I explained to the hummingbird how I had turned the corner and literally stumbled into the area. The hummingbird said that I had most likely walked through a wormhole that the Birds had experimented with decades ago in hopes that they could harness the power provided by such anomalies and destroy the Breads once and for all. It was quite a lot of information to take in and I started feeling dizzy and wished to be back home with Christine and her benevolent Bad Girls.

The hummingbird seemed to understand and he zipped away. I refocused my attention on the battle before me and saw that one more penguin had fallen but only one gingerbread man remained. I couldn’t see the corpses of the other two but realized that if a pastry is exploded, there’s little more than just flour and powder left behind.

Looking behind myself again, I saw the powdered stains on the grimy brick wall and shuddered. The hummingbird zipped in again and said that there might be a way for me to get back home, if I was willing to brave the battles. I said I would. The penguins were astonished to discover me and the gingerbread man escaped into the darkness of an alley.

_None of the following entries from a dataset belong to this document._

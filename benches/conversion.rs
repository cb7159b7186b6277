//! Throughput benchmarks for the sample converters and the staging
//! fill/drain path — these run on the rendezvous hot path, so regressions
//! here are regressions in the audio thread itself.

use criterion::{black_box, criterion_group, criterion_main, BenchmarkId, Criterion, Throughput};

use jackasio_bridge::channel::StagingBuffer;
use jackasio_bridge::convert::{decode, encode, f32_to_i16, f32_to_i32, i16_to_f32, i32_to_f32, SampleFormat};

const FRAMES: usize = 1024;

fn bench_scalar_converters(c: &mut Criterion) {
    let mut group = c.benchmark_group("scalar_converters");
    group.throughput(Throughput::Elements(1));
    group.bench_function("f32_to_i32", |b| b.iter(|| f32_to_i32(black_box(0.42))));
    group.bench_function("i32_to_f32", |b| b.iter(|| i32_to_f32(black_box(i32::MAX / 3))));
    group.bench_function("f32_to_i16", |b| b.iter(|| f32_to_i16(black_box(-0.9))));
    group.bench_function("i16_to_f32", |b| b.iter(|| i16_to_f32(black_box(i16::MIN / 2))));
    group.finish();
}

fn bench_encode_decode(c: &mut Criterion) {
    let mut group = c.benchmark_group("encode_decode");
    group.throughput(Throughput::Elements(FRAMES as u64));

    let src: Vec<f32> = (0..FRAMES).map(|i| (i as f32 / FRAMES as f32) * 2.0 - 1.0).collect();

    for fmt in [SampleFormat::Float32LE, SampleFormat::Int32LE, SampleFormat::Int16LE] {
        let mut bytes = vec![0u8; FRAMES * fmt.sample_bytes()];
        group.bench_with_input(BenchmarkId::new("encode", format!("{fmt:?}")), &fmt, |b, &fmt| {
            b.iter(|| encode(fmt, black_box(&src), black_box(&mut bytes)))
        });

        encode(fmt, &src, &mut bytes);
        let mut out = vec![0f32; FRAMES];
        group.bench_with_input(BenchmarkId::new("decode", format!("{fmt:?}")), &fmt, |b, &fmt| {
            b.iter(|| decode(fmt, black_box(&bytes), black_box(&mut out)))
        });
    }
    group.finish();
}

fn bench_staging_fill_drain(c: &mut Criterion) {
    let mut group = c.benchmark_group("staging_fill_drain");
    group.throughput(Throughput::Elements(FRAMES as u64));

    let src: Vec<f32> = (0..FRAMES).map(|i| (i as f32 / FRAMES as f32) * 2.0 - 1.0).collect();
    let mut dst = vec![0f32; FRAMES];

    for fmt in [SampleFormat::Float32LE, SampleFormat::Int32LE, SampleFormat::Int16LE] {
        let mut staging = StagingBuffer::zeroed(fmt, FRAMES);
        group.bench_with_input(BenchmarkId::new("fill_from_backend", format!("{fmt:?}")), &fmt, |b, _| {
            b.iter(|| staging.fill_from_backend(black_box(&src)))
        });
        staging.fill_from_backend(&src);
        group.bench_with_input(BenchmarkId::new("drain_to_backend", format!("{fmt:?}")), &fmt, |b, _| {
            b.iter(|| staging.drain_to_backend(black_box(&mut dst)))
        });
    }
    group.finish();
}

criterion_group!(benches, bench_scalar_converters, bench_encode_decode, bench_staging_fill_drain);
criterion_main!(benches);
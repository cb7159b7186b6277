//! The backend symbol table: a null-safe function table standing in for
//! the JACK client library.
//!
//! [`BackendOps`] is the seam the rest of the crate talks through. The
//! production implementation ([`jack_library::JackLibrary`]) resolves every
//! entry by `dlopen`/`dlsym` against `libjack.so` lazily and process-wide;
//! an absent symbol degrades the corresponding method to the documented
//! safe fallback (`None`/`false`/`0`) rather than panicking or failing to
//! link. Tests substitute a `mockall`-generated mock so the rest of the
//! suite never needs a running JACK server.

pub mod jack_library;

use std::os::raw::c_void;

/// Opaque handle to a `jack_client_t*`. Copy, never dereferenced outside
/// [`jack_library`] — every other module treats it as an inert token to
/// hand back to `BackendOps`.
#[derive(Debug, Clone, Copy, PartialEq, Eq)]
pub struct ClientHandle(pub(crate) *mut c_void);

/// Opaque handle to a `jack_port_t*`.
#[derive(Debug, Clone, Copy, PartialEq, Eq)]
pub struct PortHandle(pub(crate) *mut c_void);

// Raw pointers aren't `Send` by default. These handles only ever cross
// threads as inert tokens passed back into `BackendOps` methods — never
// dereferenced by driver/channel/rendezvous code — so moving them between
// the control-plane thread and the realtime thread is sound.
unsafe impl Send for ClientHandle {}
unsafe impl Send for PortHandle {}

/// Which direction a port carries audio in.
#[derive(Debug, Clone, Copy, PartialEq, Eq)]
pub enum PortDirection {
    /// A capture/input port — the driver reads samples from it.
    Input,
    /// A playback/output port — the driver writes samples to it.
    Output,
}

/// JACK latency-range query mode, mirroring `jack_latency_callback_mode_t`.
#[derive(Debug, Clone, Copy, PartialEq, Eq)]
pub enum LatencyType {
    /// Capture latency.
    Capture,
    /// Playback latency.
    Playback,
}

/// A `[min, max]` latency range in frames, as returned by
/// `jack_port_get_latency_range`.
#[derive(Debug, Clone, Copy, PartialEq, Eq, Default)]
pub struct LatencyRange {
    /// Minimum latency, in frames.
    pub min: u32,
    /// Maximum latency, in frames.
    pub max: u32,
}

/// Raw bit flags matching JACK's `JackPortFlags` (`jack/types.h`). Kept as
/// plain `u32` constants rather than pulling in a bitflags dependency —
/// there are exactly four of them and they're only ever OR'd together.
pub mod port_flags {
    /// `JackPortIsInput`
    pub const IS_INPUT: u32 = 0x1;
    /// `JackPortIsOutput`
    pub const IS_OUTPUT: u32 = 0x2;
    /// `JackPortIsPhysical`
    pub const IS_PHYSICAL: u32 = 0x4;
    /// `JackPortIsTerminal`
    pub const IS_TERMINAL: u32 = 0x10;
}

/// JACK transport state, as returned by `jack_transport_query`.
#[derive(Debug, Clone, Copy, PartialEq, Eq, Default)]
pub enum TransportState {
    /// Transport is stopped.
    #[default]
    Stopped,
    /// Transport is rolling.
    Rolling,
    /// Transport is looping or otherwise starting.
    Starting,
}

/// The realtime process callback signature JACK invokes, as a raw C
/// function pointer — the driver registers a single trampoline that
/// forwards into [`crate::rendezvous::RendezvousCore`].
pub type RawProcessCallback = unsafe extern "C" fn(n_frames: u32, arg: *mut c_void) -> i32;

/// The buffer-size-change / sample-rate-change notification signature.
pub type RawSizeCallback = unsafe extern "C" fn(value: u32, arg: *mut c_void) -> i32;

/// The shutdown notification signature (`JackInfoShutdownCallback`-style:
/// carries a reason string).
pub type RawShutdownCallback = unsafe extern "C" fn(reason: *const std::os::raw::c_char, arg: *mut c_void);

/// The thread-creator hook signature JACK calls when it needs a realtime
/// thread (see [`crate::thread_creator`]).
pub type RawThreadCreator = unsafe extern "C" fn(
    thread_id: *mut u64,
    realtime_priority: i32,
    realtime: i32,
    start_routine: extern "C" fn(*mut c_void) -> *mut c_void,
    arg: *mut c_void,
) -> i32;

/// The null-safe operation surface over the JACK client library.
///
/// Every method here either succeeds, or returns the documented fallback
/// when the corresponding symbol wasn't resolvable (or the call failed at
/// runtime) — never panics. This is the full set named in spec §6.
#[cfg_attr(test, mockall::automock)]
pub trait BackendOps: Send + Sync {
    /// Whether the library loaded and at least `jack_client_open` resolved.
    /// Mirrors `jackbridge_is_ok()`.
    fn is_ok(&self) -> bool;

    /// Opens (or creates) a client with the given name.
    fn client_open(&self, name: &str, autostart: bool) -> Option<ClientHandle>;
    /// Closes a previously opened client.
    fn client_close(&self, client: ClientHandle) -> bool;
    /// The server-assigned client name (may differ from the requested one).
    fn get_client_name(&self, client: ClientHandle) -> Option<String>;

    /// Activates the client — after this, port connections are live and
    /// the process callback may be invoked.
    fn activate(&self, client: ClientHandle) -> bool;
    /// Deactivates the client — guarantees no further process callbacks.
    fn deactivate(&self, client: ClientHandle) -> bool;
    /// Whether the client is running with realtime scheduling.
    fn is_realtime(&self, client: ClientHandle) -> bool;

    /// The server's current sample rate.
    fn get_sample_rate(&self, client: ClientHandle) -> Option<f64>;
    /// The server's current buffer size, in frames.
    fn get_buffer_size(&self, client: ClientHandle) -> Option<u32>;
    /// Requests a buffer size change. `false` if the server refused.
    fn set_buffer_size(&self, client: ClientHandle, frames: u32) -> bool;

    /// Installs the process callback.
    fn set_process_callback(&self, client: ClientHandle, cb: RawProcessCallback, arg: *mut c_void) -> bool;
    /// Installs the buffer-size-change notification.
    fn set_buffer_size_callback(&self, client: ClientHandle, cb: RawSizeCallback, arg: *mut c_void) -> bool;
    /// Installs the sample-rate-change notification.
    fn set_sample_rate_callback(&self, client: ClientHandle, cb: RawSizeCallback, arg: *mut c_void) -> bool;
    /// Installs the latency-change notification.
    fn set_latency_callback(&self, client: ClientHandle, cb: RawSizeCallback, arg: *mut c_void) -> bool;
    /// Installs the info-shutdown notification.
    fn set_shutdown_callback(&self, client: ClientHandle, cb: RawShutdownCallback, arg: *mut c_void);
    /// Installs a process-wide thread-creator hook (see
    /// [`crate::thread_creator`]).
    fn set_thread_creator(&self, creator: RawThreadCreator) -> bool;

    /// Registers a port. `None` on failure (name collision, bad client, …).
    fn port_register(&self, client: ClientHandle, name: &str, direction: PortDirection) -> Option<PortHandle>;
    /// Unregisters a previously registered port.
    fn port_unregister(&self, client: ClientHandle, port: PortHandle) -> bool;
    /// The port's full name (`client:short_name`).
    fn port_name(&self, port: PortHandle) -> Option<String>;
    /// The latency range JACK reports for a port in the given direction.
    fn port_get_latency_range(&self, port: PortHandle, which: LatencyType) -> LatencyRange;
    /// Looks a port up by its full name.
    fn port_by_name(&self, client: ClientHandle, name: &str) -> Option<PortHandle>;
    /// The port's JACK type string (`"32 bit float mono audio"` for audio).
    fn port_type(&self, port: PortHandle) -> Option<String>;
    /// Raw pointer to this cycle's `n_frames`-float audio buffer for
    /// `port`. Valid only for the duration of the process callback that
    /// received `n_frames`; null if the symbol is unavailable or the
    /// call fails. Callers on the realtime thread only.
    fn port_get_buffer(&self, port: PortHandle, n_frames: u32) -> *mut f32;

    /// Lists ports matching the given name/type patterns and flags.
    fn get_ports(&self, client: ClientHandle, name_pattern: Option<&str>, type_pattern: Option<&str>, flags: u32) -> Vec<String>;
    /// Connects two ports by full name.
    fn connect(&self, client: ClientHandle, source: &str, destination: &str) -> bool;

    /// Queries the transport's current state.
    fn transport_query(&self, client: ClientHandle) -> TransportState;
}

I asked the penguins and hummingbird how I might find a wormhole back home and they said they’d lead me to their director’s office and, with any luck, a functioning wormhole.

As we walked, I saw many more strange and horrible sites: seagulls pecking at stray pieces of cake, donuts strangling crows, pelicans dropping éclairs from on high, and a great bald eagle stabbed through the heart with a baget.

The Birds protected me from various forms of Bread that tried to eat me and I knew terror when I saw a gingerbread man as big as myself be taken down by a flock of finches. But not without casualties.

The Birds explained that we were near the director’s office when I heard an explosion behind me. I hit the ground and looked behind to see an enormous wedding cake throwing its weight around the street and destroying everything it touched. I started to cry and the Birds told me to man up and run for cover. I did just that, bolting for the alley as a line of tiny gingerbread men had strung a line between us and the office.

In the alley, I tripped over a box and, when I got up, there were no cries. I turned around and saw a normal, busy street just outside. I can only assume I had hit another wormhole but I’m glad I escape the battles between the Birds and the Breads.